Los que me conocéis, sabéis que entre mis pasiones se encuentra la lectura. Debido a ello, procuro evitar releer y escoger meticulosamente, dentro de lo que puedo (me abastezco del grueso de mis lecturas en la Red de Bibliotecas Públicas del Principado de Asturias), lo que leo. En cambio, hay unas pocas obras que releo cada equis años, algunas todos. Entre las primeras, se encuentra La Biblia; en mi opinión, una de las mejores obras literarias existentes. Releerla, sumado a la costumbre que tengo de anotar los pasajes que encuentro de interés en mis lecturas, provocó que me aprendiera pasajes enteros y que me vengan a la memoria aplicados a un acontecimiento concreto.
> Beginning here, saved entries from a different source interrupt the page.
//! # Record Assembler
//!
//! Drives the [field extractors](crate::extract) over one fetched page and
//! decides whether the result is usable.
//!
//! Policy:
//!
//! - Required fields (album: title and artist; user: username) missing means
//!   [`LookupError::AssemblyFailed`].
//! - Everything else is best-effort. Each repeated element is extracted into
//!   its own `Result`; failures are skipped and counted in
//!   [`Assembly::skipped`] so that one malformed review never sinks the
//!   whole album.
//! - Identical input bytes always produce an identical record: collections
//!   keep document order and maps are ordered.

use scraper::{ElementRef, Html};
use std::collections::BTreeMap;
use tracing::debug;
use url::Url;

use crate::error::{ExtractionError, LookupError};
use crate::extract::{album, user};
use crate::models::{Album, RatingDistribution, SearchHit, Track, UserProfile};
use crate::sources::RawDocument;

/// An assembled record plus how many sub-elements were dropped on the way.
#[derive(Debug, Clone, PartialEq)]
pub struct Assembly<T> {
    pub record: T,
    pub skipped: usize,
}

impl<T> Assembly<T> {
    pub fn map<U>(self, f: impl FnOnce(T) -> U) -> Assembly<U> {
        Assembly {
            record: f(self.record),
            skipped: self.skipped,
        }
    }
}

/// Turns raw pages into records.
#[derive(Debug, Clone)]
pub struct RecordAssembler {
    base: Url,
    recent_reviews_limit: usize,
}

impl RecordAssembler {
    pub fn new(base: Url, recent_reviews_limit: usize) -> Self {
        Self {
            base,
            recent_reviews_limit,
        }
    }

    /// Album blocks of a search or "similar albums" page, in page order.
    pub fn assemble_search(&self, doc: &RawDocument) -> Assembly<Vec<SearchHit>> {
        let html = Html::parse_document(doc.body());
        let root = html.root_element();
        let mut skipped = 0;

        let hits = collect_best_effort(
            album::album_blocks(root),
            |block| album::extract_search_hit(block, &self.base),
            "search_hit",
            &mut skipped,
        );

        Assembly {
            record: hits,
            skipped,
        }
    }

    /// Builds an [`Album`] from its page.
    ///
    /// `hint` is the search hit that led here; its artist and title fill in
    /// for a headline that lacks them.
    ///
    /// A page without an `.albumHeadline` block fails with
    /// `StructureMismatch` even when `hint` is present. A hint never turns a
    /// challenge or maintenance page into a cached album.
    pub fn assemble_album(
        &self,
        doc: &RawDocument,
        hint: Option<&SearchHit>,
    ) -> Result<Assembly<Album>, LookupError> {
        let html = Html::parse_document(doc.body());
        let root = html.root_element();

        let headline = album::extract_headline(root)?;
        let title = headline
            .title
            .or_else(|| hint.map(|h| h.title.clone()))
            .ok_or(ExtractionError::MissingRequiredField("title"))?;
        let artist = headline
            .artist
            .or_else(|| hint.map(|h| h.artist.clone()))
            .ok_or(ExtractionError::MissingRequiredField("artist"))?;

        let mut skipped = 0;

        let user_score = album::extract_user_score(root).unwrap_or_else(|e| {
            note_skip("user_score", &e, &mut skipped);
            None
        });
        let num_ratings = album::extract_rating_count(root).unwrap_or_else(|e| {
            note_skip("num_ratings", &e, &mut skipped);
            0
        });

        let tracks = collect_best_effort(album::track_rows(root), album::extract_track, "track", &mut skipped);
        let tracks = enforce_increasing(tracks, &mut skipped);

        let critic_reviews = collect_best_effort(
            album::critic_rows(root),
            album::extract_critic_review,
            "critic_review",
            &mut skipped,
        );
        let popular_reviews = collect_best_effort(
            album::popular_rows(root),
            album::extract_popular_review,
            "popular_review",
            &mut skipped,
        );
        let buy_links = collect_best_effort(
            album::buy_link_nodes(root),
            album::extract_buy_link,
            "buy_link",
            &mut skipped,
        );

        Ok(Assembly {
            record: Album {
                title,
                artist,
                user_score,
                num_ratings,
                tracks,
                critic_reviews,
                popular_reviews,
                is_must_hear: album::extract_must_hear(root),
                buy_links,
            },
            skipped,
        })
    }

    /// Builds a [`UserProfile`] from a profile page.
    ///
    /// A page without the profile header is the site's "no such user" page.
    pub fn assemble_user(
        &self,
        doc: &RawDocument,
        username: &str,
    ) -> Result<Assembly<UserProfile>, LookupError> {
        let html = Html::parse_document(doc.body());
        let root = html.root_element();

        let head = match user::extract_profile_head(root) {
            Ok(head) => head,
            Err(ExtractionError::StructureMismatch(_)) => {
                return Err(LookupError::NotFound(format!("user '{username}'")));
            }
            Err(e) => return Err(e.into()),
        };

        let username = head
            .username
            .or_else(|| Some(username.trim().to_string()).filter(|name| !name.is_empty()))
            .ok_or(ExtractionError::MissingRequiredField("username"))?;

        let mut skipped = 0;
        let info = user::extract_basic_info(root);

        let stats = user::extract_stats(root).unwrap_or_else(|e| {
            note_skip("stats", &e, &mut skipped);
            Default::default()
        });

        let mut rating_distribution = RatingDistribution::default();
        for (bucket, count) in collect_best_effort(
            user::distribution_rows(root),
            user::extract_distribution_row,
            "rating_distribution",
            &mut skipped,
        ) {
            rating_distribution.insert(bucket, count);
        }

        let recent_reviews = collect_best_effort(
            user::profile_review_rows(root).take(self.recent_reviews_limit),
            user::extract_profile_review,
            "recent_review",
            &mut skipped,
        );

        let social_links: BTreeMap<String, String> = collect_best_effort(
            user::social_link_nodes(root),
            user::extract_social_link,
            "social_link",
            &mut skipped,
        )
        .into_iter()
        .collect();

        let favorite_albums = collect_best_effort(
            user::favorite_blocks(root),
            user::extract_favorite_album,
            "favorite_album",
            &mut skipped,
        );

        Ok(Assembly {
            record: UserProfile {
                username,
                location: info.location,
                about: info.about,
                member_since: info.member_since,
                stats,
                favorite_albums,
                recent_reviews,
                social_links,
                rating_distribution,
            },
            skipped,
        })
    }
}

/// Extrae cada elemento por separado; los que fallan se cuentan y se omiten.
fn collect_best_effort<'a, T>(
    nodes: impl Iterator<Item = ElementRef<'a>>,
    extract: impl Fn(ElementRef<'a>) -> Result<T, ExtractionError>,
    what: &'static str,
    skipped: &mut usize,
) -> Vec<T> {
    nodes
        .filter_map(|node| match extract(node) {
            Ok(value) => Some(value),
            Err(e) => {
                note_skip(what, &e, skipped);
                None
            }
        })
        .collect()
}

/// Keeps tracks whose number is greater than every number before it.
fn enforce_increasing(tracks: Vec<Track>, skipped: &mut usize) -> Vec<Track> {
    let mut last = 0;
    tracks
        .into_iter()
        .filter(|track| {
            if track.number > last {
                last = track.number;
                true
            } else {
                debug!("Pista fuera de orden descartada: #{} '{}'", track.number, track.title);
                *skipped += 1;
                false
            }
        })
        .collect()
}

fn note_skip(what: &'static str, err: &ExtractionError, skipped: &mut usize) {
    debug!("⚠️ Elemento {} omitido: {}", what, err);
    *skipped += 1;
}
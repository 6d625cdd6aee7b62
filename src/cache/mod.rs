//! # Cache Module
//!
//! Request-scoped caching for albumoftheyear.org lookups.
//!
//! Every lookup is identified by a normalized [`QueryKey`]. The
//! [`CoalescingCache`] maps keys to assembled records and guarantees that,
//! for a given key, at most one upstream load runs at a time: concurrent
//! callers for the same key share the result of that one load.
//!
//! ## Features
//!
//! - **LRU Eviction**: bounded number of resident entries (`CACHE_CAPACITY`)
//! - **TTL per kind**: albums, similar-album lists and user profiles expire
//!   independently (`ALBUM_TTL`, `SIMILAR_TTL`, `USER_TTL`)
//! - **Single flight**: one in-flight load per key, shared by all waiters
//! - **Negative caching**: "not found" answers are remembered for
//!   `NEGATIVE_TTL` seconds (0 disables it)
//!
//! ## Configuration
//!
//! ```env
//! CACHE_CAPACITY=5000   # Maximum number of resident entries
//! ALBUM_TTL=604800      # 7 days
//! SIMILAR_TTL=86400     # 1 day
//! USER_TTL=3600         # 1 hour
//! NEGATIVE_TTL=60
//! ```

pub mod coalescing;
pub mod lru_cache;

pub use coalescing::CoalescingCache;

use std::{fmt, sync::Arc, time::Duration};

use crate::config::Config;
use crate::error::LookupError;
use crate::models::{Album, UserProfile};

/// What a [`QueryKey`] looks up.
#[derive(Debug, Clone, Copy, PartialEq, Eq, Hash)]
pub enum QueryKind {
    Album,
    User,
    Similar,
}

impl QueryKind {
    pub fn as_str(self) -> &'static str {
        match self {
            Self::Album => "album",
            Self::User => "user",
            Self::Similar => "similar",
        }
    }

    /// TTL configured for records of this kind.
    pub fn ttl(self, config: &Config) -> Duration {
        match self {
            Self::Album => config.album_ttl(),
            Self::User => config.user_ttl(),
            Self::Similar => config.similar_ttl(),
        }
    }
}

/// Normalized cache key.
///
/// Two queries that differ only in case, percent-encoding or whitespace
/// produce equal keys. Construct through [`QueryKey::album`],
/// [`QueryKey::user`] or [`QueryKey::similar`].
#[derive(Debug, Clone, PartialEq, Eq, Hash)]
pub struct QueryKey {
    kind: QueryKind,
    identifiers: Vec<String>,
}

impl QueryKey {
    pub fn album(artist: &str, album: &str) -> Result<Self, LookupError> {
        Self::new(QueryKind::Album, &[("artist", artist), ("album", album)])
    }

    pub fn user(username: &str) -> Result<Self, LookupError> {
        Self::new(QueryKind::User, &[("username", username)])
    }

    pub fn similar(artist: &str, album: &str) -> Result<Self, LookupError> {
        Self::new(QueryKind::Similar, &[("artist", artist), ("album", album)])
    }

    fn new(kind: QueryKind, raw: &[(&str, &str)]) -> Result<Self, LookupError> {
        let identifiers = raw
            .iter()
            .map(|(field, value)| {
                normalize_identifier(value).ok_or_else(|| {
                    LookupError::InvalidQuery(format!("{field} must not be empty: {value:?}"))
                })
            })
            .collect::<Result<Vec<_>, _>>()?;

        Ok(Self { kind, identifiers })
    }

    pub fn kind(&self) -> QueryKind {
        self.kind
    }

    pub fn identifiers(&self) -> &[String] {
        &self.identifiers
    }
}

impl fmt::Display for QueryKey {
    fn fmt(&self, f: &mut fmt::Formatter<'_>) -> fmt::Result {
        f.write_str(self.kind.as_str())?;
        for id in &self.identifiers {
            write!(f, ":{id}")?;
        }
        Ok(())
    }
}

/// Percent-decodes, lowercases, trims and collapses whitespace runs.
///
/// Returns `None` when nothing is left. Input that does not decode to valid
/// UTF-8 is taken literally.
pub fn normalize_identifier(raw: &str) -> Option<String> {
    let decoded = urlencoding::decode(raw)
        .map(|s| s.into_owned())
        .unwrap_or_else(|_| raw.to_string());

    let normalized = decoded
        .to_lowercase()
        .split_whitespace()
        .collect::<Vec<_>>()
        .join(" ");

    (!normalized.is_empty()).then_some(normalized)
}

/// Record stored in the shared cache; one variant per [`QueryKind`].
#[derive(Debug, Clone)]
pub enum CachedRecord {
    Album(Arc<Album>),
    User(Arc<UserProfile>),
    Similar(Arc<Vec<Album>>),
}

impl CachedRecord {
    pub fn kind(&self) -> QueryKind {
        match self {
            Self::Album(_) => QueryKind::Album,
            Self::User(_) => QueryKind::User,
            Self::Similar(_) => QueryKind::Similar,
        }
    }
}

/// Cache shared by every lookup kind.
pub type RecordCache = CoalescingCache<QueryKey, CachedRecord>;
Hoy, debido al amanecer crepuscular que tuvimos en Asturies, me vino el siguiente:

«Pero el día del Señor vendrá como un ladrón. En aquel día los cielos desaparecerán con un estruendo espantoso, los elementos serán destruidos por el fuego, y la tierra, con todo lo que hay en ella, será quemada».
Pedro 3, 10

Si los habitantes de esta tierra en la que estamos de paso —convirtámonos en energía, vayámonos al cielo o volvámonos nada— seguimos sin querer entender el daño que causamos al planeta y que es urgente tomar medidas, moriremos abrasados. Se cumplirá la profecía.